# Dataset records:
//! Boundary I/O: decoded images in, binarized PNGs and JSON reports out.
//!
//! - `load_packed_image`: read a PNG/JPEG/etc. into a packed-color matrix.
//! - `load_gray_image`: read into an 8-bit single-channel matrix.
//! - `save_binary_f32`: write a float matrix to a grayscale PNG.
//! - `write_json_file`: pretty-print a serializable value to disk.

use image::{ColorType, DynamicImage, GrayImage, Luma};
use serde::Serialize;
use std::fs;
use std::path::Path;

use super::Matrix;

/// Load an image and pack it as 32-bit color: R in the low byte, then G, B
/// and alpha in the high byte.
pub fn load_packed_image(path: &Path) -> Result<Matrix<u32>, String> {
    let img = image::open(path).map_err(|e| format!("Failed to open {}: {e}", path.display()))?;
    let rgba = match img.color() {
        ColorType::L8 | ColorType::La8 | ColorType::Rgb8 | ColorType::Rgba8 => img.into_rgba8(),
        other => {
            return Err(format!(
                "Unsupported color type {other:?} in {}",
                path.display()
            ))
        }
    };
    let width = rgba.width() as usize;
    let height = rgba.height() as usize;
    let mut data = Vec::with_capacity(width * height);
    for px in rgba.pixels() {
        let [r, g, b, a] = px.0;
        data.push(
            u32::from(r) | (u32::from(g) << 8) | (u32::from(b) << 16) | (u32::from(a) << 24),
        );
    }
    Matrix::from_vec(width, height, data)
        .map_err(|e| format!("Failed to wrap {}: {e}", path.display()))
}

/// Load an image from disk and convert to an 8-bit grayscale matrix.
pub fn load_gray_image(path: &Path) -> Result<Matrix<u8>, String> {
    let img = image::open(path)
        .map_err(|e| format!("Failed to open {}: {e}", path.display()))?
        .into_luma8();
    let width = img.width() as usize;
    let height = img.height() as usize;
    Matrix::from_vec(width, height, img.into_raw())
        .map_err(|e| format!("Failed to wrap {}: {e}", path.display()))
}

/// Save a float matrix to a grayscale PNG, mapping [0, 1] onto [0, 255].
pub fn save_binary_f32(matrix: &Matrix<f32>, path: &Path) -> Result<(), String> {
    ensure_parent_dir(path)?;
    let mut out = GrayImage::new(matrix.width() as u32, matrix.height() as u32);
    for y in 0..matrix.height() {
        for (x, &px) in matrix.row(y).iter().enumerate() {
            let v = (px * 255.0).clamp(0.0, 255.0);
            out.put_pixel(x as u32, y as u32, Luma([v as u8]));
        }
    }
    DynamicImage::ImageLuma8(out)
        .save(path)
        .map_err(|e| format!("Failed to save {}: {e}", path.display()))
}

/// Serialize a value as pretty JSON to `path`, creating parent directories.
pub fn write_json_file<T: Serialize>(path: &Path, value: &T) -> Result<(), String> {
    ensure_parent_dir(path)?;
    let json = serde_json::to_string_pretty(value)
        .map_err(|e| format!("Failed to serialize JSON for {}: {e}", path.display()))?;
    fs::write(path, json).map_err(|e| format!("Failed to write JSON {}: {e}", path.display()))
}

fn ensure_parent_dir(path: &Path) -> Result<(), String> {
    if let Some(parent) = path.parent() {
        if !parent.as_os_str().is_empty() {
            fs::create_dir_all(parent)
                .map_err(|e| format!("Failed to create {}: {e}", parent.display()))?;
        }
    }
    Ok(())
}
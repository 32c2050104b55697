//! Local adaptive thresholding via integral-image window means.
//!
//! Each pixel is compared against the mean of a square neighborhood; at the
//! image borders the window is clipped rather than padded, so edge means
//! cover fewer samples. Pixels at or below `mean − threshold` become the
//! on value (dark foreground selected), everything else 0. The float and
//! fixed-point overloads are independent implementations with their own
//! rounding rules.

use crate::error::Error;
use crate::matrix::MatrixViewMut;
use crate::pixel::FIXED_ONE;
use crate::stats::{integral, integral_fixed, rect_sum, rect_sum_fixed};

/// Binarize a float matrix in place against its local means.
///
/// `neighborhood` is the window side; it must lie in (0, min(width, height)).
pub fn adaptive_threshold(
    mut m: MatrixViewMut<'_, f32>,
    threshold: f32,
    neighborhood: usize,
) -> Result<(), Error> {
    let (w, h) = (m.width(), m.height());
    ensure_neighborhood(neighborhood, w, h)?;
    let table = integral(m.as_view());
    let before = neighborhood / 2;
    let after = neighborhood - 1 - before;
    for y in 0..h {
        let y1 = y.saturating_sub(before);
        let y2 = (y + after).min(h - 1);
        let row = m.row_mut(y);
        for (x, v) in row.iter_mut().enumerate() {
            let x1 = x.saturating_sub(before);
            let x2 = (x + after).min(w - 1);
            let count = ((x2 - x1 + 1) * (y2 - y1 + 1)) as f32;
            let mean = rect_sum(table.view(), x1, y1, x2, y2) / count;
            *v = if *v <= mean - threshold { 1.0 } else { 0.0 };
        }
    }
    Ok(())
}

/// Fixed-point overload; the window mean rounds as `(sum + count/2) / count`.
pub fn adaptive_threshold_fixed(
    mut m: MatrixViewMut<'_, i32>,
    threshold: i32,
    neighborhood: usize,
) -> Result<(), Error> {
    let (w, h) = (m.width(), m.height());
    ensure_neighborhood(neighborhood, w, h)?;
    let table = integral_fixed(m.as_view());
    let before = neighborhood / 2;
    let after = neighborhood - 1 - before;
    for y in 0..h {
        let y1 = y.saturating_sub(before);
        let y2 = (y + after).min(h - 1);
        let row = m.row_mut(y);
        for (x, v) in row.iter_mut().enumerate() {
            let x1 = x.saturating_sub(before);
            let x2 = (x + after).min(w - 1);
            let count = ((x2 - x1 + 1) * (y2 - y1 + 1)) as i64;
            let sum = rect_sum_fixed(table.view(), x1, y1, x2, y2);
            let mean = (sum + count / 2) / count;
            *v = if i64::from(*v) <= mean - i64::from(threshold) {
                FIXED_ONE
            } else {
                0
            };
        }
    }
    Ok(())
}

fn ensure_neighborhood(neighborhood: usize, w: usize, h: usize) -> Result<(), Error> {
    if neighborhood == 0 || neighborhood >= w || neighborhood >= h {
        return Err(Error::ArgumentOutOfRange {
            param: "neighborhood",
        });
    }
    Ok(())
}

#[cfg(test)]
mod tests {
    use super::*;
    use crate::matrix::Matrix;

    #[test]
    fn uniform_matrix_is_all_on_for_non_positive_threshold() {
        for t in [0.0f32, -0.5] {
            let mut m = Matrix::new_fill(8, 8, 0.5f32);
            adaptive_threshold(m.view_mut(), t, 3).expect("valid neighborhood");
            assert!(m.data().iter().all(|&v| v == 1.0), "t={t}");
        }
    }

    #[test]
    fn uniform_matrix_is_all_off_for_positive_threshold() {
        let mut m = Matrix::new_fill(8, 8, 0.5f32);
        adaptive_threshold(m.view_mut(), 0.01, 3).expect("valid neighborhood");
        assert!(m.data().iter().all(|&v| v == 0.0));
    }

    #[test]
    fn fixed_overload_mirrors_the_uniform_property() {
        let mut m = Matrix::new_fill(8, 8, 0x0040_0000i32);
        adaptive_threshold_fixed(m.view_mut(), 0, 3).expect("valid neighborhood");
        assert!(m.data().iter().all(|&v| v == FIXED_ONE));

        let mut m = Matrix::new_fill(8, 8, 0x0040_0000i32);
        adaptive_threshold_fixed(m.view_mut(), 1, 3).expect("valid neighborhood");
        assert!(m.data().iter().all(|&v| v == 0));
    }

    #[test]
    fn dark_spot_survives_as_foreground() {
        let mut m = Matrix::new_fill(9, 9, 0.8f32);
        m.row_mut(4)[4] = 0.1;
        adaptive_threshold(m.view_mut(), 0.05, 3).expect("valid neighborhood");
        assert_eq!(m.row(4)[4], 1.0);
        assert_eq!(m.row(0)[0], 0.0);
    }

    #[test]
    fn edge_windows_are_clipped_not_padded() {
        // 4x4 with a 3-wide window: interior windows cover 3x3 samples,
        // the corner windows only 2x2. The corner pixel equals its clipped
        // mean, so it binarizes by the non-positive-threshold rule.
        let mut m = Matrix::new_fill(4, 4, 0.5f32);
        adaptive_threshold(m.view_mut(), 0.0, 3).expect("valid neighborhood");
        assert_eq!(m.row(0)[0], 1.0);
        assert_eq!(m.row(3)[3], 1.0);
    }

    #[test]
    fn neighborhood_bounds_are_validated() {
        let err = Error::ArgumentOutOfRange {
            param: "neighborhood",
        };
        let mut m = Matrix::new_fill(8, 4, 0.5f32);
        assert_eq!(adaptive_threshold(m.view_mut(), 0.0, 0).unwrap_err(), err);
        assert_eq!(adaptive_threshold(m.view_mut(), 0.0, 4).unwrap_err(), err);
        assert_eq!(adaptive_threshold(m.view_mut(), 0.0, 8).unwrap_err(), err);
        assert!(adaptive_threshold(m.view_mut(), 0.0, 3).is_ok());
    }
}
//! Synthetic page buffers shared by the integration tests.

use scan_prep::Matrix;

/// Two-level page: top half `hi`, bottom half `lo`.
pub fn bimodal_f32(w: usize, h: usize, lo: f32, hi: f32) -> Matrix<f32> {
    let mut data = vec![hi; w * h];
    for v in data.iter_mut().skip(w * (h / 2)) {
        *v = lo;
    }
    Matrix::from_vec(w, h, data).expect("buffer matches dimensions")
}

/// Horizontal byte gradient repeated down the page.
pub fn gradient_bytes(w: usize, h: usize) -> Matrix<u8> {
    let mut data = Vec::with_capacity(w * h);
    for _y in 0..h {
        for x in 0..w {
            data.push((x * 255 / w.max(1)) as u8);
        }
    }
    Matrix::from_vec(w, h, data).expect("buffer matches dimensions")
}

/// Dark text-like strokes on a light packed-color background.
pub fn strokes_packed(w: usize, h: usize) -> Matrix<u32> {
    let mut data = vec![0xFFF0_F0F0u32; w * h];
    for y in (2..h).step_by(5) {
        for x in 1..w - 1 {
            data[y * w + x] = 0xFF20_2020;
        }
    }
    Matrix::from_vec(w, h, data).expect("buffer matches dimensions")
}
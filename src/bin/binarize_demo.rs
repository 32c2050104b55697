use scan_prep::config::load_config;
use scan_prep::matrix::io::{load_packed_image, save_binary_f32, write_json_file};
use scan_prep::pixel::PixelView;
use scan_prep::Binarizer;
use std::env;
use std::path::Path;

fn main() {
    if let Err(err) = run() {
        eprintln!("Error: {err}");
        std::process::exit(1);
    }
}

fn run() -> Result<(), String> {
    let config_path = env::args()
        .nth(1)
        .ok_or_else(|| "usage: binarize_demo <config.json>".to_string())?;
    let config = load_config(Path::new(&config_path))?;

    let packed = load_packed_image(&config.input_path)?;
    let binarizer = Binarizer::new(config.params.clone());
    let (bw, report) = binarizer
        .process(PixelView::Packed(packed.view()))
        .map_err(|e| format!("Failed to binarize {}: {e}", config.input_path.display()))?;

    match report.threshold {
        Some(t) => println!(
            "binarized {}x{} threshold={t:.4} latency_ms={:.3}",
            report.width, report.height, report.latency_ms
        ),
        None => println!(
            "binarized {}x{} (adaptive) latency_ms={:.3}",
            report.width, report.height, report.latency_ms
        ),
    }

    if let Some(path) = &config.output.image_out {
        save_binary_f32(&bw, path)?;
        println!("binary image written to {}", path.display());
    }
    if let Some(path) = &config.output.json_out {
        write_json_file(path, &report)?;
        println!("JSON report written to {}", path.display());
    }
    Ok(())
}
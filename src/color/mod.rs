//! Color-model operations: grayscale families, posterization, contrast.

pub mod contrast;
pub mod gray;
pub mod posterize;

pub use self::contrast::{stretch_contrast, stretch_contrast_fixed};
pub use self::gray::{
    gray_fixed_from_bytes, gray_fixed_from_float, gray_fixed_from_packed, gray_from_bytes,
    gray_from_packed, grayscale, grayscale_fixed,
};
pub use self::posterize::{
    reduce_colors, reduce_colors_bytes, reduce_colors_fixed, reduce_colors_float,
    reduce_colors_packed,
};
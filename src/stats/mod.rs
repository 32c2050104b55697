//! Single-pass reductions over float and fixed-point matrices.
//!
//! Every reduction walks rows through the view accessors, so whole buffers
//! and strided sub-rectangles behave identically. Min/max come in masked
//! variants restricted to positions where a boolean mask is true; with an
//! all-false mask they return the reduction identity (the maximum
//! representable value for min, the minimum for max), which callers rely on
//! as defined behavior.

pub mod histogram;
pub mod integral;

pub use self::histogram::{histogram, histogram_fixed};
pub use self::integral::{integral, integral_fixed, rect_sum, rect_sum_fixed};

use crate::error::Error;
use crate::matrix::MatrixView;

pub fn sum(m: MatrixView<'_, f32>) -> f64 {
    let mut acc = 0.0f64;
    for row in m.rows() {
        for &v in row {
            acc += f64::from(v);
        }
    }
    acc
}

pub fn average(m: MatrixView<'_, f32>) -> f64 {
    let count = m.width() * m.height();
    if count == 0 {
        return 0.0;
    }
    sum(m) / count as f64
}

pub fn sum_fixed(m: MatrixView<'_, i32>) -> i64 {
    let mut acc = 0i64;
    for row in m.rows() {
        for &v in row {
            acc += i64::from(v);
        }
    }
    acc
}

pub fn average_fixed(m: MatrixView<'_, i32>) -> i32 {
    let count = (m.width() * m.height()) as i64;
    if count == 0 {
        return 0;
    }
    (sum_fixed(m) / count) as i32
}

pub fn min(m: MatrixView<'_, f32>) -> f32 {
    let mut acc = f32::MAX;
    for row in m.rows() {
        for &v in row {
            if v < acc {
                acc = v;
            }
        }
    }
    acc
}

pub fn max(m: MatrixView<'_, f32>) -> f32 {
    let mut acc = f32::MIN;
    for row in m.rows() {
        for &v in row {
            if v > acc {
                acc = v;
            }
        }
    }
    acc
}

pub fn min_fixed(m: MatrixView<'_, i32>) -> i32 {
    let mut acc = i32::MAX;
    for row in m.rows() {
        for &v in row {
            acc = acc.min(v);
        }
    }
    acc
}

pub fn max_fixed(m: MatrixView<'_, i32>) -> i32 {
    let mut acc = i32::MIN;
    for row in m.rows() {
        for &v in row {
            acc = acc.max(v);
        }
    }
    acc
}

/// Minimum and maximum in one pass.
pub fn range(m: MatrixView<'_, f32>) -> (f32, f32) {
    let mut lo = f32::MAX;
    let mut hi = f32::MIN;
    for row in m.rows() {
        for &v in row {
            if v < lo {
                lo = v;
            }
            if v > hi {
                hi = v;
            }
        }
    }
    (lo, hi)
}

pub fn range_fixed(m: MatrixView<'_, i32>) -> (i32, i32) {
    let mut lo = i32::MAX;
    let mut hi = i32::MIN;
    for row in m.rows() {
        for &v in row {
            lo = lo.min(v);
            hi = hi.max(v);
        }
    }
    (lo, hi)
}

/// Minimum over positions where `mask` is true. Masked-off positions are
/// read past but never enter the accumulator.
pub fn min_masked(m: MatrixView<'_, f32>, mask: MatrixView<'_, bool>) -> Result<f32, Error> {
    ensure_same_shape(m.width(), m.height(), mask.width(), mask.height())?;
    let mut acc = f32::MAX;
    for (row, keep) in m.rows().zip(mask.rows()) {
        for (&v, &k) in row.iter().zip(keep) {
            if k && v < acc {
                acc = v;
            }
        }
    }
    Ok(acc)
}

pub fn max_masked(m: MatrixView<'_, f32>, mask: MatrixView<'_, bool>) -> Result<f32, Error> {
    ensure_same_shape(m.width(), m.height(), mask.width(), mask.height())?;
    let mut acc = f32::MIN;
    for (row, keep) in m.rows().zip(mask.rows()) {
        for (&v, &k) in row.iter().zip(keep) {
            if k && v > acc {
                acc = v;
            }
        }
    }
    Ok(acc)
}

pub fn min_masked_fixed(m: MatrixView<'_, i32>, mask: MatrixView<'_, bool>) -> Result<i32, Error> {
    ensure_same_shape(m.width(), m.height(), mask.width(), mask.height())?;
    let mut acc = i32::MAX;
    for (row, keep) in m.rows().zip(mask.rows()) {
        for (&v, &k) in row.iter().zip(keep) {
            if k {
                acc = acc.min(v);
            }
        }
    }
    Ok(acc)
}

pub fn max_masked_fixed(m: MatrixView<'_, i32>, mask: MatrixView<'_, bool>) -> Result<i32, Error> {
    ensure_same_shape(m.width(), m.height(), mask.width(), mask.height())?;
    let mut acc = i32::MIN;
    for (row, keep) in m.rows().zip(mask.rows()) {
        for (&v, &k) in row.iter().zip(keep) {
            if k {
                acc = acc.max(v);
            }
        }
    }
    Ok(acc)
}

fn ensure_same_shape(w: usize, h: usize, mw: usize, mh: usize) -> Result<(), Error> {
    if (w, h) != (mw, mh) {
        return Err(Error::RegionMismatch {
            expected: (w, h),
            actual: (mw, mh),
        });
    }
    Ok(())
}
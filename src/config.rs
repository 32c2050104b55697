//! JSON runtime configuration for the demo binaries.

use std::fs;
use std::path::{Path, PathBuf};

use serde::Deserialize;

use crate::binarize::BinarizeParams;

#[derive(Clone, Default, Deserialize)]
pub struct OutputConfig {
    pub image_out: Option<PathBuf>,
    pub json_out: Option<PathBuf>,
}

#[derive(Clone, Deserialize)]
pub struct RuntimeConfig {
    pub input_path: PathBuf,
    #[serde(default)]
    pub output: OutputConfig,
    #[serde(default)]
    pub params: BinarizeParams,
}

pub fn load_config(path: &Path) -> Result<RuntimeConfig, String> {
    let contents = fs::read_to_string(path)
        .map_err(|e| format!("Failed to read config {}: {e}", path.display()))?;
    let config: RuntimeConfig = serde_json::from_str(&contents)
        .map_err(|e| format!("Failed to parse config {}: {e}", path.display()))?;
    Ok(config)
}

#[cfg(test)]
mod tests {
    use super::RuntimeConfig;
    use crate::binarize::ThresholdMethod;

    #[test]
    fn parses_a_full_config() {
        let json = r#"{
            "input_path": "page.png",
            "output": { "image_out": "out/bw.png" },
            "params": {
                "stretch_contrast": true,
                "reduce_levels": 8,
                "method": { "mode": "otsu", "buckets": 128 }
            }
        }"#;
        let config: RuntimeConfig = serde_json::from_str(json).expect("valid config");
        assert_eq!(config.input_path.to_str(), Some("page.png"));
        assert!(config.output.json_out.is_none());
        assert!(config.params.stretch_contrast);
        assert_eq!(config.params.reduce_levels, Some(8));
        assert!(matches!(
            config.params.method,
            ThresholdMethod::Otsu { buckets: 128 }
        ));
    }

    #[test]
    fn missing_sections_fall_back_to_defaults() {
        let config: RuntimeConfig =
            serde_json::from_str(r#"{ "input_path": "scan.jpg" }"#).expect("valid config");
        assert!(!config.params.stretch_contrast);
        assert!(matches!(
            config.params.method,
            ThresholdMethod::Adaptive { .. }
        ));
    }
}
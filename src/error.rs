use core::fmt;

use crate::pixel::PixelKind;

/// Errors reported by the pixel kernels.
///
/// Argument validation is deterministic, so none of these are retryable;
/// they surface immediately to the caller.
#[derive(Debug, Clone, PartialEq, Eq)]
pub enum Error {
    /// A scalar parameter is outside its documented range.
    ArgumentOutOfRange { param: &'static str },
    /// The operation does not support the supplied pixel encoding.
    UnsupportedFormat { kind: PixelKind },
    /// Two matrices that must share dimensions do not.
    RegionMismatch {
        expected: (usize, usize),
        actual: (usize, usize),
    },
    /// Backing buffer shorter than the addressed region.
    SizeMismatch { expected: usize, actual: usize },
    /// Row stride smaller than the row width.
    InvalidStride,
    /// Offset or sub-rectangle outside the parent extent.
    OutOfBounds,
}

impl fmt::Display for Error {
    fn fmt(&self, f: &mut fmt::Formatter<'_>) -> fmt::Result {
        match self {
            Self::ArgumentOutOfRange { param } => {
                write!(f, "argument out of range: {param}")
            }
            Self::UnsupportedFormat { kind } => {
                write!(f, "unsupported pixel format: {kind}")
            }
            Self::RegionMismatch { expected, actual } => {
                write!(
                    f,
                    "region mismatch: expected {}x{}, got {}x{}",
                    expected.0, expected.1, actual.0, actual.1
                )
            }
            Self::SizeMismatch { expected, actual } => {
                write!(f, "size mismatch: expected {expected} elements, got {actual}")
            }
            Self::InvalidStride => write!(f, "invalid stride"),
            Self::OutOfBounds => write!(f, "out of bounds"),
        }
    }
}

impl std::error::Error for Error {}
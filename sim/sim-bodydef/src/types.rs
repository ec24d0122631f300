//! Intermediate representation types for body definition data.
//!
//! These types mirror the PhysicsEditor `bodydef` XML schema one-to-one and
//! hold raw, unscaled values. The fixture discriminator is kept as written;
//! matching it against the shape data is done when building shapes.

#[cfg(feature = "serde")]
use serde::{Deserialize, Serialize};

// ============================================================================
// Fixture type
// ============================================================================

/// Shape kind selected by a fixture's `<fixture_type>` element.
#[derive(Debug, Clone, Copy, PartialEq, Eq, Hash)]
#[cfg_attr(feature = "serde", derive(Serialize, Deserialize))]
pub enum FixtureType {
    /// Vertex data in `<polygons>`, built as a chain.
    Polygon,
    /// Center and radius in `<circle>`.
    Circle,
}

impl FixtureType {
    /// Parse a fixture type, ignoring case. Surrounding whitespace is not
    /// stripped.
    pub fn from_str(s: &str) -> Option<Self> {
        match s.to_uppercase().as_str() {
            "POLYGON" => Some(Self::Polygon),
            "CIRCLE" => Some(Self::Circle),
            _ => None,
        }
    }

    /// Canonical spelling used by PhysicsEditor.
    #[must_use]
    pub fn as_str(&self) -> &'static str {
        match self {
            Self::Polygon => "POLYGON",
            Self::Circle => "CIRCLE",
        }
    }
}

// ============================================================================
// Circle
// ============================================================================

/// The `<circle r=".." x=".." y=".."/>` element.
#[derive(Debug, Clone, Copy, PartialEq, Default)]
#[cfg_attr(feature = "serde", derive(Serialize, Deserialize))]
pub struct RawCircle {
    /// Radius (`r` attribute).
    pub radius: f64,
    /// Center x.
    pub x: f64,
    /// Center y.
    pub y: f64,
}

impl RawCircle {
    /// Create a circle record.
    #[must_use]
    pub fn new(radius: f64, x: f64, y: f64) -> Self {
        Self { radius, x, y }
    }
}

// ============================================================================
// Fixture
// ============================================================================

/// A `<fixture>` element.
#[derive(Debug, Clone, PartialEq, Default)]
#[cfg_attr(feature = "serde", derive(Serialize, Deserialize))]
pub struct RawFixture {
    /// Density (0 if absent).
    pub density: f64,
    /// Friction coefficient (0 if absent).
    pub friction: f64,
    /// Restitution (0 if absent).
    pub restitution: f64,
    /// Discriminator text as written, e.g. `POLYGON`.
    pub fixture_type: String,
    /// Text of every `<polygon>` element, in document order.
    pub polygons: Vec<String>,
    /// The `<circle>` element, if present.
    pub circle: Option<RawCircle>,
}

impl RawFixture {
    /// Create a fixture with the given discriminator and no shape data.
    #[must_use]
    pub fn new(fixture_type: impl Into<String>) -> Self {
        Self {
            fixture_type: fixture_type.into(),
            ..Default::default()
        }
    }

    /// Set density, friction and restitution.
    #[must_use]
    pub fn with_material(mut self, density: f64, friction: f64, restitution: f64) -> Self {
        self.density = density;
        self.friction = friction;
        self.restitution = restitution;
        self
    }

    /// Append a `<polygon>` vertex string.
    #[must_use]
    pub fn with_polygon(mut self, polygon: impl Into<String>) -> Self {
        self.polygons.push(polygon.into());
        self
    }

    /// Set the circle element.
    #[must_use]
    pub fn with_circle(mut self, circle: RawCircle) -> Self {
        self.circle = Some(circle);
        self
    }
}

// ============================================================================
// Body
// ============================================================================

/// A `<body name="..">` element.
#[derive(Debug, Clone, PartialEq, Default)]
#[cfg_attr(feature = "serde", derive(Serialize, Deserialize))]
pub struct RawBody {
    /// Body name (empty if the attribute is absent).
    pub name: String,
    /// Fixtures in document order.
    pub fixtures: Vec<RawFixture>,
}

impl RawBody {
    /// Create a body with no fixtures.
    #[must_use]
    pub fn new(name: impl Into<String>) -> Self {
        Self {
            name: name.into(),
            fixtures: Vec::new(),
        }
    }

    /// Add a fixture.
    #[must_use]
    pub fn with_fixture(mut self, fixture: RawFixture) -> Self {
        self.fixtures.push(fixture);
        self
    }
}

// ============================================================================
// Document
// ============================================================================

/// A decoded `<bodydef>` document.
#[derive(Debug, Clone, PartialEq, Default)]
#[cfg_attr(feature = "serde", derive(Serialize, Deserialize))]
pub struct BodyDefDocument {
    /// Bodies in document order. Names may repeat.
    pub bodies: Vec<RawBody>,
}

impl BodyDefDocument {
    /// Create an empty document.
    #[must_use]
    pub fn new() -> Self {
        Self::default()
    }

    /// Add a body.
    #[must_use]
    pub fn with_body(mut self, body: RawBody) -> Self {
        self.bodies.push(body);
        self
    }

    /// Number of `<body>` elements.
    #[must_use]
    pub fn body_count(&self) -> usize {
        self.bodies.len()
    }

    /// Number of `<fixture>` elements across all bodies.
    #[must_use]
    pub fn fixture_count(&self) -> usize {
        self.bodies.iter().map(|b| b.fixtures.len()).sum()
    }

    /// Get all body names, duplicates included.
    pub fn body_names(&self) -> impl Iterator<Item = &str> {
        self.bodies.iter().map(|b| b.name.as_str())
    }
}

# Prompt:
Every line above from the line with "use crate::pixel::FIXED_ONE;" to the line with "let mean = rect_sum(table.view(), x1, y1, x2, y2)", inclusive, must be returned exactly; no other line belongs in the reply.

# Solution for this task:
use crate::pixel::FIXED_ONE;
use crate::stats::{integral, integral_fixed, rect_sum, rect_sum_fixed};

/// Binarize a float matrix in place against its local means.
///
/// `neighborhood` is the window side; it must lie in (0, min(width, height)).
pub fn adaptive_threshold(
    mut m: MatrixViewMut<'_, f32>,
    threshold: f32,
    neighborhood: usize,
) -> Result<(), Error> {
    let (w, h) = (m.width(), m.height());
    ensure_neighborhood(neighborhood, w, h)?;
    let table = integral(m.as_view());
    let before = neighborhood / 2;
    let after = neighborhood - 1 - before;
    for y in 0..h {
        let y1 = y.saturating_sub(before);
        let y2 = (y + after).min(h - 1);
        let row = m.row_mut(y);
        for (x, v) in row.iter_mut().enumerate() {
            let x1 = x.saturating_sub(before);
            let x2 = (x + after).min(w - 1);
            let count = ((x2 - x1 + 1) * (y2 - y1 + 1)) as f32;
            let mean = rect_sum(table.view(), x1, y1, x2, y2) / count;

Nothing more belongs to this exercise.